The announcement that video ads are coming to the subway–in the form of playoff baseball highlights beamed by TBS to specially equipped cars on the 42nd Street Shuttle–was met mostly with goggling over the technology that embeds TV screens in train car walls, mixed with plaintive sighs that, given what MTA chair Jay Walder charitably called the authority’s “uncertain finances,” watching clips of Reds-Padres games was better than yet another fair hike.
Still, it’s possible to detect an undercurrent of griping that in bringing video to an underground realm formerly ruled by paperbacks and iPods, the MTA has crossed a line that was best left unbreached. Gawker called it an “invasion” that is “going to do nothing but piss New Yorkers off.” The Observer (after noting that “For that real bleacher experience, the seats inside the cars have been made to look like those at Yankee Stadium”–what, they took out the seat backs?) complained, “Do New Yorkers really need to be assaulted by even more omnipresent advertising?” before immediately waffling: “Then again, anything to stave off further fare hikes.”
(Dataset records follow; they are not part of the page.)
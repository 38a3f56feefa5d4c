//! # Table Events
//!
//! Notifications published after a transaction commits.
//!
//! ## Delivery Model
//! ```text
//! ┌─────────────────────────────────────────────────────────────────────────┐
//! │  engine operation                                                       │
//! │     │                                                                   │
//! │     ├── BEGIN ... COMMIT          (state is durable here)              │
//! │     │                                                                   │
//! │     └── sink.emit(event)          best effort, at most once            │
//! │            │                                                            │
//! │            ├── Ok                                                       │
//! │            └── Err(SinkError) ──► logged, never returned to caller     │
//! └─────────────────────────────────────────────────────────────────────────┘
//! ```
//!
//! Consumers (kitchen displays, floor plans) must tolerate gaps and re-read
//! state if they need certainty.

use std::sync::Mutex;

use serde::{Deserialize, Serialize};
use thiserror::Error;
use tokio::sync::broadcast;
use ts_rs::TS;

use crate::types::{OrderStatus, TableState};

// =============================================================================
// Event Payloads
// =============================================================================

/// A product line as the kitchen sees it.
#[derive(Debug, Clone, PartialEq, Eq, Serialize, Deserialize, TS)]
#[ts(export)]
pub struct EventProduct {
    pub product_id: String,
    pub product_name: String,
    pub quantity: i64,
    pub notes: Option<String>,
}

/// Everything the engine announces.
///
/// Serialized with an internal `type` tag:
/// `{"type":"new_order","order_id":"...",...}`.
#[derive(Debug, Clone, PartialEq, Eq, Serialize, Deserialize, TS)]
#[ts(export)]
#[serde(tag = "type", rename_all = "snake_case")]
pub enum TableEvent {
    /// An order entered the ledger.
    NewOrder {
        order_id: String,
        table_id: String,
        table_number: i64,
        restaurant_id: String,
        branch_id: String,
        status: OrderStatus,
        products: Vec<EventProduct>,
    },

    /// Kitchen workflow moved an order forward (or cancelled it).
    OrderStatusChanged {
        order_id: String,
        table_id: Option<String>,
        restaurant_id: String,
        branch_id: String,
        previous: OrderStatus,
        status: OrderStatus,
    },

    /// A table changed lifecycle state.
    TableStateChanged {
        table_id: String,
        table_number: i64,
        restaurant_id: String,
        branch_id: String,
        previous: TableState,
        state: TableState,
    },
}

impl TableEvent {
    /// Tenant the event belongs to; used for routing.
    pub fn restaurant_id(&self) -> &str {
        match self {
            TableEvent::NewOrder { restaurant_id, .. }
            | TableEvent::OrderStatusChanged { restaurant_id, .. }
            | TableEvent::TableStateChanged { restaurant_id, .. } => restaurant_id,
        }
    }

    pub fn kind(&self) -> &'static str {
        match self {
            TableEvent::NewOrder { .. } => "new_order",
            TableEvent::OrderStatusChanged { .. } => "order_status_changed",
            TableEvent::TableStateChanged { .. } => "table_state_changed",
        }
    }
}

// =============================================================================
// Sink Seam
// =============================================================================

#[derive(Debug, Error)]
pub enum SinkError {
    /// Nobody is listening.
    #[error("No subscribers for {0} event")]
    NoSubscribers(&'static str),

    /// Transport failure.
    #[error("Event delivery failed: {0}")]
    Delivery(String),
}

/// Where events go after commit.
pub trait NotificationSink: Send + Sync {
    fn emit(&self, event: &TableEvent) -> Result<(), SinkError>;
}

/// Logs each event as JSON. The default when no transport is wired up.
#[derive(Debug, Clone, Copy, Default)]
pub struct TracingSink;

impl NotificationSink for TracingSink {
    fn emit(&self, event: &TableEvent) -> Result<(), SinkError> {
        let payload =
            serde_json::to_string(event).map_err(|e| SinkError::Delivery(e.to_string()))?;
        tracing::info!(
            target: "comanda::events",
            kind = event.kind(),
            restaurant_id = event.restaurant_id(),
            %payload,
            "Table event"
        );
        Ok(())
    }
}

/// Fans events out to in-process subscribers (websocket hubs, displays).
#[derive(Debug, Clone)]
pub struct ChannelSink {
    sender: broadcast::Sender<TableEvent>,
}

impl ChannelSink {
    pub fn new(capacity: usize) -> Self {
        let (sender, _) = broadcast::channel(capacity);
        ChannelSink { sender }
    }

    pub fn subscribe(&self) -> broadcast::Receiver<TableEvent> {
        self.sender.subscribe()
    }
}

impl NotificationSink for ChannelSink {
    fn emit(&self, event: &TableEvent) -> Result<(), SinkError> {
        self.sender
            .send(event.clone())
            .map(|_| ())
            .map_err(|_| SinkError::NoSubscribers(event.kind()))
    }
}

/// Keeps every event in memory. Handy for embedding and for tests.
#[derive(Debug, Default)]
pub struct MemorySink {
    events: Mutex<Vec<TableEvent>>,
}

impl MemorySink {
    pub fn new() -> Self {
        Self::default()
    }

    /// Snapshot of everything emitted so far.
    pub fn events(&self) -> Vec<TableEvent> {
        match self.events.lock() {
            Ok(events) => events.clone(),
            Err(poisoned) => poisoned.into_inner().clone(),
        }
    }
}

impl NotificationSink for MemorySink {
    fn emit(&self, event: &TableEvent) -> Result<(), SinkError> {
        let mut events = self
            .events
            .lock()
            .map_err(|e| SinkError::Delivery(e.to_string()))?;
        events.push(event.clone());
        Ok(())
    }
}

// =============================================================================
// Unit Tests
// =============================================================================
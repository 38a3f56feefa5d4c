//! Kitchen workflow and waiter-order approval.
//!
//! Only `status` changes here; amounts and lines are never touched. When the
//! order's table has a running session its cached total is recomputed in the
//! same transaction, since cancelling or approving changes what is owed.

use tracing::info;

use comanda_core::validation::{validate_notes, validate_uuid};
use comanda_core::{Actor, Order, OrderStatus, TableEvent};

use crate::engine::TableSessionEngine;
use crate::error::{SessionError, SessionResult};

impl TableSessionEngine {
    /// Moves an order along the kitchen workflow or cancels it.
    ///
    /// Orders waiting for approval are decided through `approve_order` and
    /// `reject_order` instead.
    pub async fn update_order_status(
        &self,
        actor: &Actor,
        order_id: &str,
        status: OrderStatus,
    ) -> SessionResult<Order> {
        validate_uuid("order_id", order_id)?;
        self.change_status(actor, order_id, status, None, false).await
    }

    /// Accepts a waiter's order; it starts counting toward the bill.
    pub async fn approve_order(&self, actor: &Actor, order_id: &str) -> SessionResult<Order> {
        validate_uuid("order_id", order_id)?;
        self.authorize(actor, "approve orders")?;
        self.change_status(actor, order_id, OrderStatus::Received, None, true)
            .await
    }

    /// Turns a waiter's order down with a reason.
    pub async fn reject_order(
        &self,
        actor: &Actor,
        order_id: &str,
        reason: &str,
    ) -> SessionResult<Order> {
        validate_uuid("order_id", order_id)?;
        validate_notes("reason", reason)?;
        self.authorize(actor, "reject orders")?;
        self.change_status(actor, order_id, OrderStatus::Rejected, Some(reason), true)
            .await
    }

    async fn change_status(
        &self,
        actor: &Actor,
        order_id: &str,
        next: OrderStatus,
        reason: Option<&str>,
        deciding_approval: bool,
    ) -> SessionResult<Order> {
        let (order, previous) = self
            .run("update_order_status", async {
                let mut tx = self.db.begin_write().await?;
                let orders = self.db.orders();

                let mut order = orders
                    .get_order(&mut *tx, &actor.restaurant_id, order_id)
                    .await?
                    .ok_or_else(|| SessionError::order_not_found(order_id))?;

                let awaiting_approval = order.status == OrderStatus::PendingApproval;
                if awaiting_approval != deciding_approval {
                    return Err(SessionError::InvalidStatusTransition {
                        order_id: order.id.clone(),
                        from: order.status.to_string(),
                        to: next.to_string(),
                    });
                }

                let mut table = match order.table_id.clone() {
                    Some(table_id) => Some(self.lock_table(&mut *tx, actor, &table_id).await?),
                    None => None,
                };

                let previous = order.transition_to(next)?;
                if reason.is_some() {
                    order.rejection_reason = reason.map(str::to_string);
                }
                orders
                    .update_order_status(&mut *tx, &order.id, next, reason)
                    .await?;

                if let Some(table) = table.as_mut() {
                    if table.state.has_session() {
                        self.recompute(&mut *tx, table).await?;
                        self.db.tables().update(&mut *tx, table).await?;
                    }
                }

                tx.commit().await?;
                Ok((order, previous))
            })
            .await?;

        info!(
            order_id = %order.id,
            table_id = ?order.table_id,
            previous = %previous,
            status = %order.status,
            "Order status changed"
        );
        self.publish(vec![TableEvent::OrderStatusChanged {
            order_id: order.id.clone(),
            table_id: order.table_id.clone(),
            restaurant_id: order.restaurant_id.clone(),
            branch_id: order.branch_id.clone(),
            previous,
            status: order.status,
        }]);

        Ok(order)
    }
}

// =============================================================================
// Unit Tests
// =============================================================================
impl TableSessionEngine {
    /// Moves one order line to another table.
    ///
    /// The line lands on a fresh order at the destination; the source order
    /// stays in the ledger even when it ends up with no lines.
    pub async fn transfer_line(
        &self,
        actor: &Actor,
        line_id: &str,
        destination_table_id: &str,
    ) -> SessionResult<TransferOutcome> {
        validate_uuid("line_id", line_id)?;
        validate_uuid("destination_table_id", destination_table_id)?;

        let (outcome, events) = self
            .run("transfer_line", async {
                let mut tx = self.db.begin_write().await?;
                let orders = self.db.orders();

                let line = orders
                    .get_line(&mut *tx, line_id)
                    .await?
                    .ok_or_else(|| SessionError::LineNotFound {
                        line_id: line_id.to_string(),
                    })?;
                // A line of another restaurant does not exist for this actor.
                let source_order = orders
                    .get_order(&mut *tx, &actor.restaurant_id, &line.order_id)
                    .await?
                    .ok_or_else(|| SessionError::LineNotFound {
                        line_id: line_id.to_string(),
                    })?;

                let (mut source, mut destination) = self
                    .lock_endpoints(&mut *tx, actor, &source_order, destination_table_id)
                    .await?;
                self.ensure_transferable(&mut *tx, &source_order, &source)
                    .await?;

                let now = Utc::now();
                let (previous, opened) = self
                    .prepare_destination(&mut *tx, &mut destination, now)
                    .await?;

                let moved = Order {
                    id: Uuid::new_v4().to_string(),
                    table_id: Some(destination.id.clone()),
                    table_number_snapshot: Some(destination.number),
                    branch_id: destination.branch_id.clone(),
                    restaurant_id: destination.restaurant_id.clone(),
                    server_actor_id: source_order.server_actor_id.clone(),
                    payment_method_id: None,
                    service_type: ServiceType::Table,
                    status: source_order.status,
                    payment_timing: source_order.payment_timing,
                    payment_state: PaymentState::Pending,
                    total: line.subtotal,
                    created_at: now,
                    moved_at: None,
                    rejection_reason: None,
                };
                moved.check_integrity()?;
                orders.insert_order(&mut *tx, &moved).await?;
                orders.move_line(&mut *tx, &line.id, &moved.id).await?;
                orders.refresh_order_total(&mut *tx, &source_order.id).await?;
                orders.refresh_order_total(&mut *tx, &moved.id).await?;

                if let Some(prebill_id) = &opened {
                    self.db
                        .prebills()
                        .set_opening_order(&mut *tx, prebill_id, &moved.id)
                        .await?;
                }
                destination.current_order_ref = Some(moved.id.clone());

                self.finish_transfer(&mut *tx, &mut source, &mut destination, now)
                    .await?;
                tx.commit().await?;

                let opened = opened.is_some();
                let events = transfer_events(&destination, previous, opened);
                Ok((
                    TransferOutcome {
                        source,
                        destination,
                        order_id: moved.id,
                        amount: line.subtotal,
                        destination_opened: opened,
                    },
                    events,
                ))
            })
            .await?;

        info!(
            line_id = %line_id,
            table_id = %outcome.source.id,
            destination = %outcome.destination.id,
            order_id = %outcome.order_id,
            total = outcome.amount.cents(),
            "Line transferred"
        );
        self.publish(events);

        Ok(outcome)
    }

    /// Moves a whole order to another table.
    ///
    /// `created_at` is kept; `moved_at` places the order in the destination
    /// session.
    pub async fn transfer_order(
        &self,
        actor: &Actor,
        order_id: &str,
        destination_table_id: &str,
    ) -> SessionResult<TransferOutcome> {
        validate_uuid("order_id", order_id)?;
        validate_uuid("destination_table_id", destination_table_id)?;

        let (outcome, events) = self
            .run("transfer_order", async {
                let mut tx = self.db.begin_write().await?;
                let orders = self.db.orders();

                let order = orders
                    .get_order(&mut *tx, &actor.restaurant_id, order_id)
                    .await?
                    .ok_or_else(|| SessionError::order_not_found(order_id))?;

                let (mut source, mut destination) = self
                    .lock_endpoints(&mut *tx, actor, &order, destination_table_id)
                    .await?;
                self.ensure_transferable(&mut *tx, &order, &source).await?;

                let now = Utc::now();
                let (previous, opened) = self
                    .prepare_destination(&mut *tx, &mut destination, now)
                    .await?;

                orders
                    .move_order(&mut *tx, &order.id, &destination.id, destination.number, now)
                    .await?;
                if let Some(prebill_id) = &opened {
                    self.db
                        .prebills()
                        .set_opening_order(&mut *tx, prebill_id, &order.id)
                        .await?;
                }
                destination.current_order_ref = Some(order.id.clone());

                self.finish_transfer(&mut *tx, &mut source, &mut destination, now)
                    .await?;
                tx.commit().await?;

                let opened = opened.is_some();
                let events = transfer_events(&destination, previous, opened);
                Ok((
                    TransferOutcome {
                        source,
                        destination,
                        order_id: order.id,
                        amount: order.total,
                        destination_opened: opened,
                    },
                    events,
                ))
            })
            .await?;

        info!(
            order_id = %outcome.order_id,
            table_id = %outcome.source.id,
            destination = %outcome.destination.id,
            total = outcome.amount.cents(),
            "Order transferred"
        );
        self.publish(events);

        Ok(outcome)
    }

    // =========================================================================
    // Helpers
    // =========================================================================

    /// Locks the order's table and the destination, returned as
    /// `(source, destination)`.
    async fn lock_endpoints(
        &self,
        conn: &mut SqliteConnection,
        actor: &Actor,
        order: &Order,
        destination_table_id: &str,
    ) -> SessionResult<(Table, Table)> {
        let source_id = order
            .table_id
            .clone()
            .ok_or_else(|| not_transferable(order, "not bound to a table"))?;

        if source_id == destination_table_id {
            return Err(SessionError::SameTableTransfer {
                table_id: source_id,
            });
        }

        let (source, destination) = self
            .lock_pair(conn, actor, &source_id, destination_table_id)
            .await?;

        // Session queries match on branch; a cross-branch move would drop the
        // order from both bills.
        if destination.branch_id != source.branch_id {
            return Err(ValidationError::InvalidFormat {
                field: "destination_table_id".to_string(),
                reason: "destination must belong to the source table's branch".to_string(),
            }
            .into());
        }

        Ok((source, destination))
    }

    /// Only unpaid, billable orders of the source's running session move.
    async fn ensure_transferable(
        &self,
        conn: &mut SqliteConnection,
        order: &Order,
        source: &Table,
    ) -> SessionResult<()> {
        order.check_integrity()?;

        if !order.status.is_billable() {
            return Err(not_transferable(order, &format!("order is {}", order.status)));
        }
        if order.payment_state == PaymentState::Paid {
            return Err(not_transferable(order, "order is already paid"));
        }

        let (key, _) = self.resolve_session(conn, source).await?;
        let in_current_session = key.is_some_and(|key| {
            order.table_number_snapshot == Some(key.table_number)
                && order.branch_id == key.branch_id
                && order.ledger_at() >= key.since
        });
        if !in_current_session {
            return Err(not_transferable(
                order,
                "order is not part of the table's current session",
            ));
        }

        Ok(())
    }

    /// Opens a free destination; refuses anything that is not free or occupied.
    /// Returns the destination's previous state and, when it was opened here,
    /// the id of its new pre-bill.
    async fn prepare_destination(
        &self,
        conn: &mut SqliteConnection,
        destination: &mut Table,
        now: DateTime<Utc>,
    ) -> SessionResult<(TableState, Option<String>)> {
        let previous = destination.state;
        match previous {
            TableState::Free => {
                let prebill_id = self.open_locked(conn, destination, now).await?;
                Ok((previous, Some(prebill_id)))
            }
            TableState::Occupied => Ok((previous, None)),
            current => Err(SessionError::DestinationTableUnavailable {
                table_id: destination.id.clone(),
                current,
            }),
        }
    }

    async fn finish_transfer(
        &self,
        conn: &mut SqliteConnection,
        source: &mut Table,
        destination: &mut Table,
        now: DateTime<Utc>,
    ) -> SessionResult<()> {
        self.recompute(conn, source).await?;
        self.recompute(conn, destination).await?;
        source.updated_at = now;
        destination.updated_at = now;

        let tables = self.db.tables();
        tables.update(conn, source).await?;
        tables.update(conn, destination).await?;
        Ok(())
    }
}

fn not_transferable(order: &Order, reason: &str) -> SessionError {
    SessionError::OrderNotTransferable {
        order_id: order.id.clone(),
        reason: reason.to_string(),
    }
}

fn transfer_events(destination: &Table, previous: TableState, opened: bool) -> Vec<TableEvent> {
    if opened {
        vec![state_changed(destination, previous)]
    } else {
        Vec::new()
    }
}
New York has been through this debate before, more than a century ago. In 1902, the Municipal Art Society launched a years-long campaign to rein in advertising billboards, which were then viewed by a certain swath of New Yorkers as a public menace on par with graffiti. “Why should the municipality, after taking so much laudable pains to make a ‘City Beautiful,’ permit the whole effect to be marred by the creation nearby, without any regulation for appearance sake, of monster signs and posters?” asked the society’s John Martin, as recounted in Gregory Gilmartin’s official MAS history, Shaping the City.
MAS tried everything from taxing billboards by the square foot to banning ads on the then-new subway on the grounds that it was a “public thoroughfare.” (“It is no more lawful to put advertising signs [in the subway] than it would be to place frames along the curb of Broadway and fill them with posters,” argued Martin. “Doubtless a large revenue might be got if the gutters were so adorned, but … the law forbids such a misuse of the streets.”) None of it worked, as a combination of opposition from Tammany Hall (which saw in advertising contracts a fine source of graft) and indifference from the public (which turned out to be okay with subway ads once they were required to stop obscuring station signage) doomed the campaign to failure, ushering in the age of Miss Subways and Dr. Z.
Until now, the current wave of underground ad expansion has been limited to plastering logos on floors and walls and those goofy interactive ads where you can scatter Travelers umbrellas like Park Slope trees in a macroburst. (Billboard purveyor CBS Outdoor humbly calls this its “station domination” package.) In that light, silent 10-inch-high baseball highlights seem pretty benign — though many of us would no doubt feel differently if the screens were showing, say, ads for “$#*! Your Dad Says,” which you have to figure they one day will be, once the horse is out the barn door.
The MAS has bigger fish to fry these days, so for perspective we turn instead to Ben Kabak, who as proprietor of both the Yankees blog River Avenue Blues and the subway blog Second Avenue Sagas is probably the one human best positioned to comment on all this. As a baseball fan, he says, he’s always happy to see the sport promoted. As a subway rider, meanwhile, he responds much as his predecessors did 100 years ago, with a resounding “meh.”
“I know many people feel that moving ads in particular are an unnecessary evil or even a necessary evil, but since day one, the operators of New York’s subway system have sold advertisements for available open spaces,” says Kabak. “It was only a matter of time before video ads came to the subway, as the technology has existed for years.”
Kabak sighs plaintively: “I wish the MTA had more secure financial footing and didn’t have to be so aggressive in milking dollars out of advertising, but at least the ads look sharp. And hey, it’s baseball.”